Check each line below for the word "first". How many have it? Answer with the number only.

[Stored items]
>>>
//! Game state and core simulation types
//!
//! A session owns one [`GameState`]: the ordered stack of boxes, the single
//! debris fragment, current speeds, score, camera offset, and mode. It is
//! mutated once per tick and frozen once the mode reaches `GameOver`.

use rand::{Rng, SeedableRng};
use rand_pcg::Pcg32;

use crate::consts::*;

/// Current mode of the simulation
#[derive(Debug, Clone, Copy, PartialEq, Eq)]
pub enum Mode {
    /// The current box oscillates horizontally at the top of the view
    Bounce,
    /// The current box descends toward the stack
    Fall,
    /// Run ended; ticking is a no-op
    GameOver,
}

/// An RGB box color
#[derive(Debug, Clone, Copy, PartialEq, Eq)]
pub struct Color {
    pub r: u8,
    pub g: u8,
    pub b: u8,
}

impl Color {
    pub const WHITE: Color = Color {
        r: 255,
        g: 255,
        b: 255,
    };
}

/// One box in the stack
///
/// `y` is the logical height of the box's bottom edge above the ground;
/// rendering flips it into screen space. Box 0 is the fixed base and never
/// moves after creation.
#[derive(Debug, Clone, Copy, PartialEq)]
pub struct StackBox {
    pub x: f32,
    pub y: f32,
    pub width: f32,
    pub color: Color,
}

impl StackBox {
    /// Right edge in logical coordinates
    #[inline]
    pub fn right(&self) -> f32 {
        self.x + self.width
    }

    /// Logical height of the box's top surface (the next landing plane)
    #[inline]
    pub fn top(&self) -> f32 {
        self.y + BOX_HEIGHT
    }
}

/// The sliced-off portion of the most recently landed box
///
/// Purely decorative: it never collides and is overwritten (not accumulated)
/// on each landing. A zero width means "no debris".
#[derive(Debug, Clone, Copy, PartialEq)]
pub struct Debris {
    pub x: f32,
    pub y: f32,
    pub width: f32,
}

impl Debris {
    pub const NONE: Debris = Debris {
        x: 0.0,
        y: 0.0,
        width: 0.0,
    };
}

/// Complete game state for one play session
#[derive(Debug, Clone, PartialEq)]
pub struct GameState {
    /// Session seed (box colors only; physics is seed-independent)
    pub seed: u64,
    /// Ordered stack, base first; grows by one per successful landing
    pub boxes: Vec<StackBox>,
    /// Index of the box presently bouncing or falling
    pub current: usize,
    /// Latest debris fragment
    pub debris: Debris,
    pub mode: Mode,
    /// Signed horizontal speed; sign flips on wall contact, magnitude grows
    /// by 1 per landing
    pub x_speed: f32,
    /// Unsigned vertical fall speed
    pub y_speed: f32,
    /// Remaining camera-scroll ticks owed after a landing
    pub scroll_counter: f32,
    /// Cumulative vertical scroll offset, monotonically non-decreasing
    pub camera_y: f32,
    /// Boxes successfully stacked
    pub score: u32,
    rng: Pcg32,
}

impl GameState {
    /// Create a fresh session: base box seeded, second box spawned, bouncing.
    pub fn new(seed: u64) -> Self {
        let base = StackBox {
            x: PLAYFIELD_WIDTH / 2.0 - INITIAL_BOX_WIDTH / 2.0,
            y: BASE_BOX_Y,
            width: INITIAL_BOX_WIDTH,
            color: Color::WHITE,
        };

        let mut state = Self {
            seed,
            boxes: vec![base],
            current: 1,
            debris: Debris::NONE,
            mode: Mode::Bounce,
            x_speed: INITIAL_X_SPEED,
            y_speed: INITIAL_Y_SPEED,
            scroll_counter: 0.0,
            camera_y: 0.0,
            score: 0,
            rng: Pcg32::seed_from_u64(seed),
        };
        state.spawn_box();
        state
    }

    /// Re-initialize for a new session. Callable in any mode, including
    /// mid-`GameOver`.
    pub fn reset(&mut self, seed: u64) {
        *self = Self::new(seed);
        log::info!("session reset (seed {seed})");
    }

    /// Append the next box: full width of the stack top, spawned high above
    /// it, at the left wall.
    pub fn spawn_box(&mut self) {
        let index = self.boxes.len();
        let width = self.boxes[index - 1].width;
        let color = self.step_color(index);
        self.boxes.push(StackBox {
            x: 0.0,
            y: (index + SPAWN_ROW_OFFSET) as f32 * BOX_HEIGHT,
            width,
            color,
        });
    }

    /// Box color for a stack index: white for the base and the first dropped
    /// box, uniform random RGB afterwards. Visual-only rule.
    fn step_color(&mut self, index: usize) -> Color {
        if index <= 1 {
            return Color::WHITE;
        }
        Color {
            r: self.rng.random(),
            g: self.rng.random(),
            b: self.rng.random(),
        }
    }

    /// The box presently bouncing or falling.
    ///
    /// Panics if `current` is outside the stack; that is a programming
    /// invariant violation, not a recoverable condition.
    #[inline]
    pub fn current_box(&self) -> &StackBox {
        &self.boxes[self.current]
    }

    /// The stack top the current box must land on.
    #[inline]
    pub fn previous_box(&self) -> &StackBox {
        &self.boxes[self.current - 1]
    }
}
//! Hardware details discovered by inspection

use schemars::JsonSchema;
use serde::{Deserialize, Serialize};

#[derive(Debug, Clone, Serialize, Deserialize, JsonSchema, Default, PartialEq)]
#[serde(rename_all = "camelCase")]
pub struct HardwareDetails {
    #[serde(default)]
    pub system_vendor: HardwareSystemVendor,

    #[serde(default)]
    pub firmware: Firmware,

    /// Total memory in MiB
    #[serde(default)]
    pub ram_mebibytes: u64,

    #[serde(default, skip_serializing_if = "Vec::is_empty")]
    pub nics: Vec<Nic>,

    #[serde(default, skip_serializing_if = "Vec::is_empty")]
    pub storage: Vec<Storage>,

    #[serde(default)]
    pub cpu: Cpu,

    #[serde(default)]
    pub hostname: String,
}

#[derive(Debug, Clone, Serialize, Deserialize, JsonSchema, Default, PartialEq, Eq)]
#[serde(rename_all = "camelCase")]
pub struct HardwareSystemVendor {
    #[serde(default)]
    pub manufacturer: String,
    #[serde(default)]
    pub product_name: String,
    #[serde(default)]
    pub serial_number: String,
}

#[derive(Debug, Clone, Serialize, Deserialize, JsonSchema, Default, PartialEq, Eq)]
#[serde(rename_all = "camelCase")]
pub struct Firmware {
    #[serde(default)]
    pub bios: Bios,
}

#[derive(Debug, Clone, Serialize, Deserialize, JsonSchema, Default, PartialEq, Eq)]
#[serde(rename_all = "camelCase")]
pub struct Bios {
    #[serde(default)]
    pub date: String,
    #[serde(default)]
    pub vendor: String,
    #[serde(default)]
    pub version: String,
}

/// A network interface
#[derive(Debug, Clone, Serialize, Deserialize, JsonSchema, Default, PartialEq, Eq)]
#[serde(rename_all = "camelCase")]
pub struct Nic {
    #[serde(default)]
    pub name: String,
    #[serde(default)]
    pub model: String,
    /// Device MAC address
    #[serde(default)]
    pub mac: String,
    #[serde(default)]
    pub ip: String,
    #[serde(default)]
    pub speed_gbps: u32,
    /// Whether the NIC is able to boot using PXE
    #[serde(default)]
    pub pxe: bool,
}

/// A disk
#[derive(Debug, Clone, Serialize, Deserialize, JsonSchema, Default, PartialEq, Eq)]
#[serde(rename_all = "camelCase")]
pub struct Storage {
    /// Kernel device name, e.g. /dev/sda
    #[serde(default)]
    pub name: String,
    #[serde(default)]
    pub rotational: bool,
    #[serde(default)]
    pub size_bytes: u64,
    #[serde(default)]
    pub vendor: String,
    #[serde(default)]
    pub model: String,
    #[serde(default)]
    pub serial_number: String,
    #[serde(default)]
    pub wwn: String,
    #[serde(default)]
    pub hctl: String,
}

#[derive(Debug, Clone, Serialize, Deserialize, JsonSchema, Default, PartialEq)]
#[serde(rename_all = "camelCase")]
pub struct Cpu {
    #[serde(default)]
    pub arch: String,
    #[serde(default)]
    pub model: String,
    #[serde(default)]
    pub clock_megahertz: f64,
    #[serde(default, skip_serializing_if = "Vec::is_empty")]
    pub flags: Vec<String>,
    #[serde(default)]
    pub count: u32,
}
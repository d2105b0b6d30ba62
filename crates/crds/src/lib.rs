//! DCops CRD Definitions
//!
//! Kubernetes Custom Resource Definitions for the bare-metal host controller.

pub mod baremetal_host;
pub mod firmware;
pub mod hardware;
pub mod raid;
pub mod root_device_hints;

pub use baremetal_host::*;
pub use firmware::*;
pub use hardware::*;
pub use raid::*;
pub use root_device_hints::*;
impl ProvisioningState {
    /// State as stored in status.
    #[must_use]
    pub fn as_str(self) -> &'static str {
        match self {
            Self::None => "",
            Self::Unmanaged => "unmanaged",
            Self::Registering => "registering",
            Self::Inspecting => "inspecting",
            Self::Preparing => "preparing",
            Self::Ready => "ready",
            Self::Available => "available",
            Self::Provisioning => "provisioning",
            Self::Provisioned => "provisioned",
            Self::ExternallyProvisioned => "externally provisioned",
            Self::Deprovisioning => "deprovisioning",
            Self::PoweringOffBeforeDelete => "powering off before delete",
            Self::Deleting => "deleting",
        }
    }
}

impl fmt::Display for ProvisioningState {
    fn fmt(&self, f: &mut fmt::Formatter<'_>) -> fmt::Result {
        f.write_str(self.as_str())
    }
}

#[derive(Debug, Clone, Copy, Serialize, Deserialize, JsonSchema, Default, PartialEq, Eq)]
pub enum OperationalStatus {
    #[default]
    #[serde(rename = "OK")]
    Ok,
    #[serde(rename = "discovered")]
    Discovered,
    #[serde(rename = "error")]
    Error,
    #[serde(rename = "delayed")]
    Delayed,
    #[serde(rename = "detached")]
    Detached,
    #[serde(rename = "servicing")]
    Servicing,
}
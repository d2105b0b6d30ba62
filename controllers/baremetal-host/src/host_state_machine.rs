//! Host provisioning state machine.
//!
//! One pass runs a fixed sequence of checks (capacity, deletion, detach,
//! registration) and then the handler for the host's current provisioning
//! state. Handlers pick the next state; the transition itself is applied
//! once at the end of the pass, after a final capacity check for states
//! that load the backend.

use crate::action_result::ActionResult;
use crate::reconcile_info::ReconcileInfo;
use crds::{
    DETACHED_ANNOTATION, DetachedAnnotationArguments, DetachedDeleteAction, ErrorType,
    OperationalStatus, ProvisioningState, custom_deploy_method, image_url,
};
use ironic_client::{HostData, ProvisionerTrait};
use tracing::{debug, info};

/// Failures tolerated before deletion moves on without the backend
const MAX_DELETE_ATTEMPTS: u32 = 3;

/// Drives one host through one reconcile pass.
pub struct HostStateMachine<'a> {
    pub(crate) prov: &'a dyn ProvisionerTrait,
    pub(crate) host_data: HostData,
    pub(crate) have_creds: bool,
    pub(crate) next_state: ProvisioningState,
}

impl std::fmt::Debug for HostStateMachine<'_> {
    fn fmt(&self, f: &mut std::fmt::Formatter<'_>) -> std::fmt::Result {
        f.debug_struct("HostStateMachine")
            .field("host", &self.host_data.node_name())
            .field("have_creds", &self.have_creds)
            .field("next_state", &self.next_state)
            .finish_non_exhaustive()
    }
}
<<<
* EXERCISE OUTPUT: 2